■ What you should do
Your job is to return every line in the data holding the string "crate".

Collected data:
//! # Packets
//!
//! Typed payloads for the four packets of the agent protocol and the
//! [`Packet`] union that carries them through the engine.
//!
//! ## Wire Layout
//! ```text
//! [Type(2, LE)] [Payload(N)]      N is fixed per type, never transmitted
//!
//! 0 AuthRequest          version:u32  client_name:char[32]  client_hwid:char[64]       100
//! 1 AuthResponse         success:u8   message:char[256]                                257
//! 2 FontInstallRequest   file_hash:char[64] name:char[32] style:char[32]
//!                        file_type:char[32] install:u8                                 161
//! 3 FontInstallResponse  success:u8   message:char[256]                                257
//! ```

use std::fmt;

use bytes::{BufMut, BytesMut};

use crate::core::wire::{put_bool, put_padded_str, FieldReader};
use crate::error::{ProtocolError, Result};

pub const CLIENT_NAME_WIDTH: usize = 32;
pub const CLIENT_HWID_WIDTH: usize = 64;
pub const MESSAGE_WIDTH: usize = 256;
pub const FILE_HASH_WIDTH: usize = 64;
pub const FONT_NAME_WIDTH: usize = 32;
pub const FONT_STYLE_WIDTH: usize = 32;
pub const FILE_TYPE_WIDTH: usize = 32;

/// Size of the type prefix in front of every payload
pub const TYPE_HEADER_SIZE: usize = 2;

/// Numeric packet types understood by the protocol
#[derive(Debug, Clone, Copy, PartialEq, Eq, Hash, PartialOrd, Ord)]
#[repr(u16)]
pub enum PacketType {
    AuthRequest = 0,
    AuthResponse = 1,
    FontInstallRequest = 2,
    FontInstallResponse = 3,
}

impl PacketType {
    pub const ALL: [PacketType; 4] = [
        PacketType::AuthRequest,
        PacketType::AuthResponse,
        PacketType::FontInstallRequest,
        PacketType::FontInstallResponse,
    ];

    #[inline]
    pub fn as_u16(self) -> u16 {
        self as u16
    }

    pub fn name(self) -> &'static str {
        match self {
            PacketType::AuthRequest => "AuthRequest",
            PacketType::AuthResponse => "AuthResponse",
            PacketType::FontInstallRequest => "FontInstallRequest",
            PacketType::FontInstallResponse => "FontInstallResponse",
        }
    }
}

impl TryFrom<u16> for PacketType {
    type Error = ProtocolError;

    fn try_from(value: u16) -> Result<Self> {
        match value {
            0 => Ok(PacketType::AuthRequest),
            1 => Ok(PacketType::AuthResponse),
            2 => Ok(PacketType::FontInstallRequest),
            3 => Ok(PacketType::FontInstallResponse),
            other => Err(ProtocolError::UnknownPacketType(other)),
        }
    }
}

impl fmt::Display for PacketType {
    fn fmt(&self, f: &mut fmt::Formatter<'_>) -> fmt::Result {
        write!(f, "{}({})", self.name(), self.as_u16())
    }
}

/// A payload with a fixed wire size bound to one packet type.
pub trait FixedPayload: Sized {
    const PACKET_TYPE: PacketType;
    const SIZE: usize;

    /// Append exactly `SIZE` bytes to `dst`.
    fn encode_into(&self, dst: &mut BytesMut) -> Result<()>;

    /// Parse exactly `SIZE` bytes. String fields keep their NUL padding.
    fn decode_from(src: &[u8]) -> Result<Self>;
}

/// Sent by an agent right after connecting.
#[derive(Debug, Clone, PartialEq, Eq, Default)]
pub struct AuthRequest {
    pub version: u32,
    pub client_name: String,
    pub client_hwid: String,
}

impl FixedPayload for AuthRequest {
    const PACKET_TYPE: PacketType = PacketType::AuthRequest;
    const SIZE: usize = 4 + CLIENT_NAME_WIDTH + CLIENT_HWID_WIDTH;

    fn encode_into(&self, dst: &mut BytesMut) -> Result<()> {
        dst.put_u32_le(self.version);
        put_padded_str(dst, "client_name", &self.client_name, CLIENT_NAME_WIDTH)?;
        put_padded_str(dst, "client_hwid", &self.client_hwid, CLIENT_HWID_WIDTH)
    }

    fn decode_from(src: &[u8]) -> Result<Self> {
        let mut r = FieldReader::new(Self::PACKET_TYPE.as_u16(), src);
        let packet = Self {
            version: r.u32_le("version")?,
            client_name: r.padded_str("client_name", CLIENT_NAME_WIDTH)?,
            client_hwid: r.padded_str("client_hwid", CLIENT_HWID_WIDTH)?,
        };
        r.finish()?;
        Ok(packet)
    }
}

/// Server verdict on an [`AuthRequest`].
#[derive(Debug, Clone, PartialEq, Eq, Default)]
pub struct AuthResponse {
    pub success: bool,
    pub message: String,
}

impl AuthResponse {
    pub fn accepted(message: impl Into<String>) -> Self {
        Self {
            success: true,
            message: message.into(),
        }
    }

    pub fn rejected(message: impl Into<String>) -> Self {
        Self {
            success: false,
            message: message.into(),
        }
    }
}

impl FixedPayload for AuthResponse {
    const PACKET_TYPE: PacketType = PacketType::AuthResponse;
    const SIZE: usize = 1 + MESSAGE_WIDTH;

    fn encode_into(&self, dst: &mut BytesMut) -> Result<()> {
        put_bool(dst, self.success);
        put_padded_str(dst, "message", &self.message, MESSAGE_WIDTH)
    }

    fn decode_from(src: &[u8]) -> Result<Self> {
        let mut r = FieldReader::new(Self::PACKET_TYPE.as_u16(), src);
        let packet = Self {
            success: r.bool("success")?,
            message: r.padded_str("message", MESSAGE_WIDTH)?,
        };
        r.finish()?;
        Ok(packet)
    }
}

/// Asks an agent to install (`install = true`) or remove (`install = false`)
/// a font. The agent rebuilds the download link from the hash and file type.
#[derive(Debug, Clone, PartialEq, Eq, Default)]
pub struct FontInstallRequest {
    pub file_hash: String,
    pub name: String,
    pub style: String,
    pub file_type: String,
    pub install: bool,
}

impl FixedPayload for FontInstallRequest {
    const PACKET_TYPE: PacketType = PacketType::FontInstallRequest;
    const SIZE: usize = FILE_HASH_WIDTH + FONT_NAME_WIDTH + FONT_STYLE_WIDTH + FILE_TYPE_WIDTH + 1;

    fn encode_into(&self, dst: &mut BytesMut) -> Result<()> {
        put_padded_str(dst, "file_hash", &self.file_hash, FILE_HASH_WIDTH)?;
        put_padded_str(dst, "name", &self.name, FONT_NAME_WIDTH)?;
        put_padded_str(dst, "style", &self.style, FONT_STYLE_WIDTH)?;
        put_padded_str(dst, "file_type", &self.file_type, FILE_TYPE_WIDTH)?;
        put_bool(dst, self.install);
        Ok(())
    }

    fn decode_from(src: &[u8]) -> Result<Self> {
        let mut r = FieldReader::new(Self::PACKET_TYPE.as_u16(), src);
        let packet = Self {
            file_hash: r.padded_str("file_hash", FILE_HASH_WIDTH)?,
            name: r.padded_str("name", FONT_NAME_WIDTH)?,
            style: r.padded_str("style", FONT_STYLE_WIDTH)?,
            file_type: r.padded_str("file_type", FILE_TYPE_WIDTH)?,
            install: r.bool("install")?,
        };
        r.finish()?;
        Ok(packet)
    }
}

/// Agent report on a [`FontInstallRequest`].
#[derive(Debug, Clone, PartialEq, Eq, Default)]
pub struct FontInstallResponse {
    pub success: bool,
    pub message: String,
}

impl FixedPayload for FontInstallResponse {
    const PACKET_TYPE: PacketType = PacketType::FontInstallResponse;
    const SIZE: usize = 1 + MESSAGE_WIDTH;

    fn encode_into(&self, dst: &mut BytesMut) -> Result<()> {
        put_bool(dst, self.success);
        put_padded_str(dst, "message", &self.message, MESSAGE_WIDTH)
    }

    fn decode_from(src: &[u8]) -> Result<Self> {
        let mut r = FieldReader::new(Self::PACKET_TYPE.as_u16(), src);
        let packet = Self {
            success: r.bool("success")?,
            message: r.padded_str("message", MESSAGE_WIDTH)?,
        };
        r.finish()?;
        Ok(packet)
    }
}

/// A decoded or outgoing packet, tagged by its type.
#[derive(Debug, Clone, PartialEq, Eq)]
pub enum Packet {
    AuthRequest(AuthRequest),
    AuthResponse(AuthResponse),
    FontInstallRequest(FontInstallRequest),
    FontInstallResponse(FontInstallResponse),
}

impl Packet {
    #[inline]
    pub fn packet_type(&self) -> PacketType {
        match self {
            Packet::AuthRequest(_) => PacketType::AuthRequest,
            Packet::AuthResponse(_) => PacketType::AuthResponse,
            Packet::FontInstallRequest(_) => PacketType::FontInstallRequest,
            Packet::FontInstallResponse(_) => PacketType::FontInstallResponse,
        }
    }
}

impl From<AuthRequest> for Packet {
    fn from(p: AuthRequest) -> Self {
        Packet::AuthRequest(p)
    }
}

impl From<AuthResponse> for Packet {
    fn from(p: AuthResponse) -> Self {
        Packet::AuthResponse(p)
    }
}

impl From<FontInstallRequest> for Packet {
    fn from(p: FontInstallRequest) -> Self {
        Packet::FontInstallRequest(p)
    }
}

impl From<FontInstallResponse> for Packet {
    fn from(p: FontInstallResponse) -> Self {
        Packet::FontInstallResponse(p)
    }
}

■ Response area
use crate::core::wire::{put_bool, put_padded_str, FieldReader};
use crate::error::{ProtocolError, Result};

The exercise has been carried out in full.